米アラバマ州で小児性愛者への「化学的去勢」義務化へ
ケイ・アイヴィー知事は5月に中絶をほぼ禁止する法案に署名するなど急進的な州政を執る(写真:AP/アフロ)

米国時間10日、アラバマ州のケイ・アイヴィー知事は、有罪判決を受けた小児性愛者の仮釈放を認める条件として、化学的去勢を義務づける法案に署名した。米国の複数のメディアが速報で伝えている。

 

化学的去勢とは、薬物の注射や錠剤の投与により男性ホルモンのテストステロンの産生を極端に減少させることで性衝動をそぎ落とし、性行為を不可能とする去勢法。薬物の投与を中止すればその効果は消えるという。

 

この法律は13歳未満の子どもに対する性犯罪を犯した小児性愛者に適用され、裁判所が「治療の必要性がなくなった」と判断するまで投与は続けられる。
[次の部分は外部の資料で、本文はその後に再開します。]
use engine::{
    AccountStatus, CandidateAnchor, CandidateQuery, CreateOffsetCmd, EngineError, OffsetCandidate,
    OffsetStatus, TransactionKind,
};
use uuid::Uuid;

mod common;

use common::{Tx, day, insert_account, insert_category, insert_family};

fn pairs(candidates: &[OffsetCandidate]) -> Vec<(Uuid, Uuid)> {
    candidates
        .iter()
        .map(|c| (c.expense_transaction_id, c.offset_transaction_id))
        .collect()
}

#[tokio::test]
async fn closest_date_first_then_largest_refund() {
    let l = common::ledger().await;
    let expense = Tx::new(l.account_id, 10_000, day(10)).insert(&l.db).await;
    let near_small = Tx::new(l.account_id, -1_000, day(12)).insert(&l.db).await;
    let far_large = Tx::new(l.account_id, -9_000, day(15)).insert(&l.db).await;
    let tied_small = Tx::new(l.account_id, -2_000, day(7)).insert(&l.db).await;
    let tied_large = Tx::new(l.account_id, -4_500, day(13)).insert(&l.db).await;

    let candidates = l
        .engine
        .offset_candidates_for(l.family_id, expense, None)
        .await
        .unwrap();

    assert_eq!(
        candidates
            .iter()
            .map(|c| c.offset_transaction_id)
            .collect::<Vec<_>>(),
        vec![near_small, tied_large, tied_small, far_large]
    );
    assert_eq!(
        candidates
            .iter()
            .map(|c| c.date_diff_days)
            .collect::<Vec<_>>(),
        vec![2, 3, 3, 5]
    );
}

#[tokio::test]
async fn filters_out_implausible_refunds() {
    let l = common::ledger().await;
    let groceries = insert_category(&l.db, l.family_id, None).await;
    let travel = insert_category(&l.db, l.family_id, None).await;
    let disabled = insert_account(&l.db, l.family_id, "USD", AccountStatus::Disabled).await;
    let expense = Tx::new(l.account_id, 10_000, day(0))
        .category(groceries)
        .insert(&l.db)
        .await;

    let plausible = Tx::new(l.account_id, -10_000, day(30))
        .category(groceries)
        .insert(&l.db)
        .await;
    let uncategorized = Tx::new(l.account_id, -500, day(-30)).insert(&l.db).await;
    // Each of these breaks exactly one predicate.
    Tx::new(l.account_id, -10_001, day(1)).insert(&l.db).await;
    Tx::new(l.account_id, -500, day(31)).insert(&l.db).await;
    Tx::new(l.account_id, -500, day(1))
        .currency("EUR")
        .insert(&l.db)
        .await;
    Tx::new(l.account_id, -500, day(1))
        .excluded()
        .insert(&l.db)
        .await;
    Tx::new(l.account_id, -500, day(1))
        .kind(TransactionKind::Transfer)
        .insert(&l.db)
        .await;
    Tx::new(l.account_id, -500, day(1))
        .category(travel)
        .insert(&l.db)
        .await;
    Tx::new(disabled, -500, day(1)).insert(&l.db).await;

    let candidates = l
        .engine
        .offset_candidates_for(l.family_id, expense, None)
        .await
        .unwrap();

    assert_eq!(
        pairs(&candidates),
        vec![(expense, plausible), (expense, uncategorized)]
    );
}

#[tokio::test]
async fn window_is_configurable() {
    let l = common::ledger().await;
    let expense = Tx::new(l.account_id, 10_000, day(0)).insert(&l.db).await;
    let within = Tx::new(l.account_id, -1_000, day(5)).insert(&l.db).await;
    Tx::new(l.account_id, -1_000, day(6)).insert(&l.db).await;

    let query = CandidateQuery {
        window_days: Some(5),
        anchor: None,
    };
    let candidates = l
        .engine
        .offset_match_candidates(l.family_id, &query)
        .await
        .unwrap();
    assert_eq!(pairs(&candidates), vec![(expense, within)]);

    let narrow = engine::Engine::builder()
        .database(l.db.clone())
        .candidate_window_days(5)
        .build()
        .await
        .unwrap();
    let candidates = narrow
        .offset_match_candidates(l.family_id, &CandidateQuery::default())
        .await
        .unwrap();
    assert_eq!(pairs(&candidates), vec![(expense, within)]);

    let negative = CandidateQuery {
        window_days: Some(-1),
        anchor: None,
    };
    assert!(matches!(
        l.engine.offset_match_candidates(l.family_id, &negative).await,
        Err(EngineError::InvalidAmount(_))
    ));
}

#[tokio::test]
async fn linked_and_rejected_pairs_are_never_proposed() {
    let l = common::ledger().await;
    let expense = Tx::new(l.account_id, 10_000, day(0)).insert(&l.db).await;
    let other_expense = Tx::new(l.account_id, 8_000, day(1)).insert(&l.db).await;
    let linked = Tx::new(l.account_id, -1_000, day(2)).insert(&l.db).await;
    let rejected = Tx::new(l.account_id, -2_000, day(3)).insert(&l.db).await;

    l.engine
        .create_offset(
            l.family_id,
            CreateOffsetCmd::new(expense, linked, OffsetStatus::Pending),
        )
        .await
        .unwrap();
    l.engine
        .reject_pair(l.family_id, expense, rejected)
        .await
        .unwrap();

    let candidates = l
        .engine
        .offset_match_candidates(l.family_id, &CandidateQuery::default())
        .await
        .unwrap();

    // The used refund is gone for every expense; the rejected one only for
    // the pair that was rejected.
    assert_eq!(pairs(&candidates), vec![(other_expense, rejected)]);
}

#[tokio::test]
async fn anchor_direction_follows_its_sign() {
    let l = common::ledger().await;
    let expense = Tx::new(l.account_id, 10_000, day(0)).insert(&l.db).await;
    let refund = Tx::new(l.account_id, -1_000, day(1)).insert(&l.db).await;

    assert!(
        l.engine
            .offset_candidates_for(l.family_id, refund, None)
            .await
            .unwrap()
            .is_empty()
    );
    assert!(
        l.engine
            .expense_candidates_for(l.family_id, expense, None)
            .await
            .unwrap()
            .is_empty()
    );

    let for_refund = l
        .engine
        .expense_candidates_for(l.family_id, refund, None)
        .await
        .unwrap();
    assert_eq!(pairs(&for_refund), vec![(expense, refund)]);

    let by_sign = l
        .engine
        .match_candidates_for(l.family_id, refund)
        .await
        .unwrap();
    assert_eq!(by_sign, for_refund);

    let query = CandidateQuery {
        window_days: None,
        anchor: Some(CandidateAnchor::Expense(expense)),
    };
    assert_eq!(
        l.engine
            .offset_match_candidates(l.family_id, &query)
            .await
            .unwrap(),
        for_refund
    );
}

#[tokio::test]
async fn other_families_stay_invisible() {
    let l = common::ledger().await;
    let stranger = insert_family(&l.db, "USD").await;
    let stranger_account = insert_account(&l.db, stranger, "USD", AccountStatus::Active).await;
    let expense = Tx::new(l.account_id, 10_000, day(0)).insert(&l.db).await;
    let foreign_refund = Tx::new(stranger_account, -1_000, day(1)).insert(&l.db).await;

    assert!(
        l.engine
            .offset_candidates_for(l.family_id, expense, None)
            .await
            .unwrap()
            .is_empty()
    );
    assert!(matches!(
        l.engine
            .expense_candidates_for(l.family_id, foreign_refund, None)
            .await,
        Err(EngineError::KeyNotFound(_))
    ));
}

#[tokio::test]
async fn matching_has_no_side_effects() {
    let l = common::ledger().await;
    let expense = Tx::new(l.account_id, 10_000, day(0)).insert(&l.db).await;
    let refund = Tx::new(l.account_id, -1_000, day(1)).insert(&l.db).await;

    let first = l
        .engine
        .offset_match_candidates(l.family_id, &CandidateQuery::default())
        .await
        .unwrap();
    let second = l
        .engine
        .offset_match_candidates(l.family_id, &CandidateQuery::default())
        .await
        .unwrap();

    assert_eq!(first, second);
    assert_eq!(pairs(&first), vec![(expense, refund)]);
    assert_eq!(common::count(&l.db, "offsets").await, 0);
    assert_eq!(common::count(&l.db, "rejected_offsets").await, 0);
}

#[tokio::test]
async fn anchor_narrows_only_its_own_side() {
    let l = common::ledger().await;
    let expense = Tx::new(l.account_id, 10_000, day(0)).insert(&l.db).await;
    let other_expense = Tx::new(l.account_id, 5_000, day(3)).insert(&l.db).await;
    let refund = Tx::new(l.account_id, -1_000, day(1)).insert(&l.db).await;
    let other_refund = Tx::new(l.account_id, -2_000, day(2)).insert(&l.db).await;

    let for_expense = l
        .engine
        .offset_candidates_for(l.family_id, expense, None)
        .await
        .unwrap();
    assert_eq!(
        pairs(&for_expense),
        vec![(expense, refund), (expense, other_refund)]
    );

    let for_refund = l
        .engine
        .expense_candidates_for(l.family_id, other_refund, None)
        .await
        .unwrap();
    assert_eq!(
        pairs(&for_refund),
        vec![(other_expense, other_refund), (expense, other_refund)]
    );

    let unanchored = l
        .engine
        .offset_match_candidates(l.family_id, &CandidateQuery::default())
        .await
        .unwrap();
    assert_eq!(unanchored.len(), 4);
}

#[tokio::test]
async fn oversized_windows_cover_the_whole_calendar() {
    let l = common::ledger().await;
    let expense = Tx::new(l.account_id, 10_000, day(0)).insert(&l.db).await;
    let recent = Tx::new(l.account_id, -1_000, day(1)).insert(&l.db).await;
    let ancient = Tx::new(l.account_id, -1_000, day(-3_000)).insert(&l.db).await;

    for window_days in [1_000_000_000, i64::MAX] {
        let query = CandidateQuery {
            window_days: Some(window_days),
            anchor: None,
        };
        let candidates = l
            .engine
            .offset_match_candidates(l.family_id, &query)
            .await
            .unwrap();
        assert_eq!(
            pairs(&candidates),
            vec![(expense, recent), (expense, ancient)]
        );
    }

    let wide = engine::Engine::builder()
        .database(l.db.clone())
        .candidate_window_days(i64::MAX)
        .build()
        .await
        .unwrap();
    assert_eq!(
        wide.offset_candidates_for(l.family_id, expense, None)
            .await
            .unwrap()
            .len(),
        2
    );
}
治療にかかる費用は被告人が負担し、支払いや治療を拒否すればただちに身柄を拘束される。

 

「この法案は、アラバマ州の子どもたちを守るための第一歩です」とアイヴィー知事は語る。

 

化学的去勢はカリフォルニア州やフロリダ州などですでに導入されているが、人権擁護団体からは「人権の侵害」だとして非難が上がっている。